4. Potenziare le battaglie epiche

Mentre si parla di battaglie epiche, sarebbe una buona mossa per Sucker Punch espandere su questo aspetto. Perché, facciamoci caso, la maggior parte delle battaglie combattute in Ghost of Tsushima si basavano su scenari più piccoli. E mentre non condoniamo l’uso della furtività in alcun modo, forma o aspetto, dobbiamo richiedere un po’ di più – se non altro per estrarre il combattimento impeccabile che Sucker Punch ha cesellato alla perfezione.

Tornando a quelle battaglie multiplayer 100 contro 100 – qualcosa di simile in una campagna offline non sarebbe fuori luogo, nemmeno. Anche se la sequenza originale aveva qualcosa del genere una o due volte, ci piacerebbe un po’ di più. O, per essere onesti, moltissimo di più, considerando quanto elogio le prime poche hanno ricevuto nel 2020.

 

3. Popolare l’isola

Quanto visivamente attraente fosse l’isola di Tsushima la prima volta, molte delle critiche del gioco si sono concentrate sulla popolazione, o sulla sua mancanza, nell’ambientazione stessa. Ciò non significa che Tsushima fosse ridotta a una landa desolata con appena qualche forma di vita – perché non lo era. Sebbene, mentiremmo se dicessimo che il protagonista Jin Sakai fosse l’unico fantasma sull’isola. Quando, in realtà, la maggior parte della sua terra era ai limiti del paranormale.
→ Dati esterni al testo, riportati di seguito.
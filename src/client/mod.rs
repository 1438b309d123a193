//! External data providers
//!
//! - MLB Stats API: player lookup and general (career/season) metrics
//! - Baseball Savant: per-pitch Statcast events

pub mod savant;
pub mod statsapi;


pub use savant::SavantClient;
pub use statsapi::StatsApiClient;

use crate::config::ProvidersConfig;
use crate::error::Result;
use crate::types::{MetricType, PlayerGeneralMetrics, RawRow, TimelineType};
use async_trait::async_trait;
use chrono::NaiveDate;
use std::time::Duration;

/// Source of player identifiers and statistics
#[cfg_attr(test, mockall::automock)]
#[async_trait]
pub trait StatsProvider: Send + Sync {
    /// Resolve a player name to an MLBAM id; `player_num` picks among
    /// players sharing the name, in provider order
    async fn player_id(&self, last_name: &str, first_name: &str, player_num: usize) -> Result<i64>;

    async fn player_general_metrics(
        &self,
        player_id: i64,
        timeline: TimelineType,
    ) -> Result<PlayerGeneralMetrics>;

    /// Per-pitch events for the player between `start_dt` and `end_dt`, inclusive
    async fn player_specific_metrics(
        &self,
        player_id: i64,
        metric_type: MetricType,
        start_dt: NaiveDate,
        end_dt: NaiveDate,
    ) -> Result<Vec<RawRow>>;
}

/// Live provider backed by the Stats API and Baseball Savant
#[derive(Clone)]
pub struct MlbDataClient {
    pub stats: StatsApiClient,
    pub savant: SavantClient,
}

impl MlbDataClient {
    pub fn new(config: &ProvidersConfig) -> Result<Self> {
        let timeout = Duration::from_secs(config.timeout_secs);
        Ok(Self {
            stats: StatsApiClient::new(&config.stats_api_url, timeout)?,
            savant: SavantClient::new(&config.savant_url, timeout)?,
        })
    }
}

#[async_trait]
impl StatsProvider for MlbDataClient {
    async fn player_id(&self, last_name: &str, first_name: &str, player_num: usize) -> Result<i64> {
        self.stats.player_id(last_name, first_name, player_num).await
    }

    async fn player_general_metrics(
        &self,
        player_id: i64,
        timeline: TimelineType,
    ) -> Result<PlayerGeneralMetrics> {
        self.stats.player_stat_data(player_id, timeline).await
    }

    async fn player_specific_metrics(
        &self,
        player_id: i64,
        metric_type: MetricType,
        start_dt: NaiveDate,
        end_dt: NaiveDate,
    ) -> Result<Vec<RawRow>> {
        self.savant
            .statcast(player_id, metric_type, start_dt, end_dt)
            .await
    }
}
//! Error types for the metrics service
//!
//! Every failure is classified into one of four kinds so the HTTP layer
//! can tell "bad input" apart from "not found" and "unexpected failure".

use thiserror::Error;

/// Service error
#[derive(Error, Debug)]
pub enum MetricsError {
    /// Player or model identifier could not be resolved
    #[error("{0}")]
    NotFound(String),

    /// Missing parameters, malformed selections, schema mismatch
    #[error("{0}")]
    InvalidInput(String),

    /// Too few rows or classes to train on
    #[error("{0}")]
    DataQuality(String),

    #[error("{0}")]
    Unexpected(String),

    #[error("HTTP error: {0}")]
    Http(#[from] reqwest::Error),

    #[error("JSON error: {0}")]
    Json(#[from] serde_json::Error),

    #[error("CSV error: {0}")]
    Csv(#[from] csv::Error),

    #[error("IO error: {0}")]
    Io(#[from] std::io::Error),

    #[error("Config error: {0}")]
    Config(#[from] config::ConfigError),
}

/// Coarse error classification
#[derive(Debug, Clone, Copy, PartialEq, Eq)]
pub enum ErrorKind {
    NotFound,
    InvalidInput,
    DataQuality,
    Unexpected,
}

impl MetricsError {
    pub fn kind(&self) -> ErrorKind {
        match self {
            MetricsError::NotFound(_) => ErrorKind::NotFound,
            MetricsError::InvalidInput(_) => ErrorKind::InvalidInput,
            MetricsError::DataQuality(_) => ErrorKind::DataQuality,
            _ => ErrorKind::Unexpected,
        }
    }

    /// HTTP status the serving layer reports for this error
    pub fn status_code(&self) -> u16 {
        match self.kind() {
            ErrorKind::NotFound => 404,
            ErrorKind::InvalidInput | ErrorKind::DataQuality => 400,
            ErrorKind::Unexpected => 500,
        }
    }

    pub fn invalid_input(msg: impl Into<String>) -> Self {
        MetricsError::InvalidInput(msg.into())
    }

    pub fn data_quality(msg: impl Into<String>) -> Self {
        MetricsError::DataQuality(msg.into())
    }
}

pub type Result<T> = std::result::Result<T, MetricsError>;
Nelle vicinanze delle Sorgenti Termali, si incontravano occasionalmente uno o due abitanti del villaggio in giro. Nel mondo aperto, si era fortunati a trovare anche solo un mercante viaggiatore. E a volte, ciò ci ha fatto sentire un po’ abbandonati. Un fantasma, per l’appunto. È qualcosa che necessita di un cambiamento nel sequel – non i visivi, che, possiamo ricordare a Sucker Punch, non necessitano di alcun aggiornamento.

 

2. Espandersi a Iki e oltre

Mentre l’interpretazione di Sucker Punch di Tsushima è bella quanto l’isola reale, il fatto è che c’è ancora molto da esplorare per gli sviluppatori intorno alla catena di isole collegate. Iki, ad esempio, può essere trovata a sud di Tsushima e è pronta per essere presa, a condizione che Sucker Punch sappia cosa farne e come incorporarla nella narrazione.
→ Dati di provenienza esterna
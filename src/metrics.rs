//! Derived player metrics
//!
//! Career timeline parsing and the plate-crossing subset of pitch events.

use crate::error::{MetricsError, Result};
use crate::types::{CareerTimeline, PlayerGeneralMetrics, RawRow};
use chrono::{Local, NaiveDate};

pub const DATE_FORMAT: &str = "%Y-%m-%d";

/// Source of "today" for active players' timelines
pub trait Clock: Send + Sync {
    fn today(&self) -> NaiveDate;
}

/// Local wall clock
#[derive(Debug, Clone, Copy, Default)]
pub struct SystemClock;

impl Clock for SystemClock {
    fn today(&self) -> NaiveDate {
        Local::now().date_naive()
    }
}

/// Clock pinned to one date
#[derive(Debug, Clone, Copy)]
pub struct FixedClock(pub NaiveDate);

impl Clock for FixedClock {
    fn today(&self) -> NaiveDate {
        self.0
    }
}

/// Start and end of a player's career
///
/// A player without `last_played` is still active, so the end date is today.
pub fn parse_career_timeline(
    metrics: &PlayerGeneralMetrics,
    clock: &dyn Clock,
) -> Result<CareerTimeline> {
    let mlb_debut = metrics
        .mlb_debut
        .clone()
        .filter(|d| !d.is_empty())
        .ok_or_else(|| MetricsError::invalid_input("Player metrics are missing mlb_debut"))?;

    let last_played = match metrics.last_played.as_deref() {
        Some(date) if !date.is_empty() => date.to_string(),
        _ => clock.today().format(DATE_FORMAT).to_string(),
    };

    Ok(CareerTimeline {
        mlb_debut,
        last_played,
    })
}

/// Pitches that crossed the plate, i.e. with both `plate_x` and `plate_z`
pub fn plate_crossing_metrics(rows: Vec<RawRow>) -> Vec<RawRow> {
    rows.into_iter()
        .filter(|row| {
            ["plate_x", "plate_z"]
                .iter()
                .all(|key| row.get(*key).is_some_and(|v| !v.is_null()))
        })
        .collect()
}

/// Parse a `YYYY-MM-DD` request parameter
pub fn parse_date(name: &str, value: &str) -> Result<NaiveDate> {
    NaiveDate::parse_from_str(value.trim(), DATE_FORMAT).map_err(|_| {
        MetricsError::invalid_input(format!(
            "Invalid {}: '{}'. Expected format YYYY-MM-DD.",
            name, value
        ))
    })
}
Se viene rilasciata come DLC post-lancio, allora è una regione interamente nuova da esplorare, con una storia laterale completa di missioni, personaggi e templi nascosti da scoprire. E se stiamo guardando un po’ troppo lontano, allora ci accontenteremmo di qualcosa come Iki nel gioco base – anche se è presente solo per un breve periodo per tenerci sulle spine.

 

1. Rendere Tsushima degna di essere esplorata

A parte il fatto ovvio che Tsushima era piena di viste spettacolari, il prendere parte alle sue attività sparse era quasi inesistente, al punto di farci correre in giro per trovare qualcosa da fare tra le missioni principali senza uno scopo in vista. E così iniziarono diverse ore di ricerca di qualcosa di degno di essere esaminato, se non altro per massimizzare le ore prima di mettere il vecchio Jin Sakai di nuovo sulla mensola a raccogliere polvere.

Certo, Tsushima aveva la sua selezione di monumenti e famosi luoghi di interesse da scoprire, ma è tutto. Ma per quanto riguarda le storie laterali ben elaborate, dovevi fondamentalmente sperare di imbatterti in qualcosa quando saltavi tra gli obiettivi principali. E, come il Fantasma stesso, era raro trovare qualcosa di vero da vedere con i tuoi occhi che non fosse solo un’altra vista panoramica degna di essere usata come sfondo.

 

Cosa ne pensi? Sei d’accordo con la nostra classifica? Facci sapere sui nostri social qui o nei commenti qui sotto.

 

Cerchi altro contenuto? Potresti dare un’occhiata a una di queste liste:

5 Migliori Spin-Off di Legend of Zelda di Tutti i Tempi, Classificati

5 Migliori Giochi per Mostrare il Tuo PC Razer

Jord è il Team Leader ad interim di gaming.net. Se non sta blaterando nelle sue liste quotidiane, probabilmente sta scrivendo romanzi fantasy o setacciando Game Pass per trovare tutti gli indies trascurati.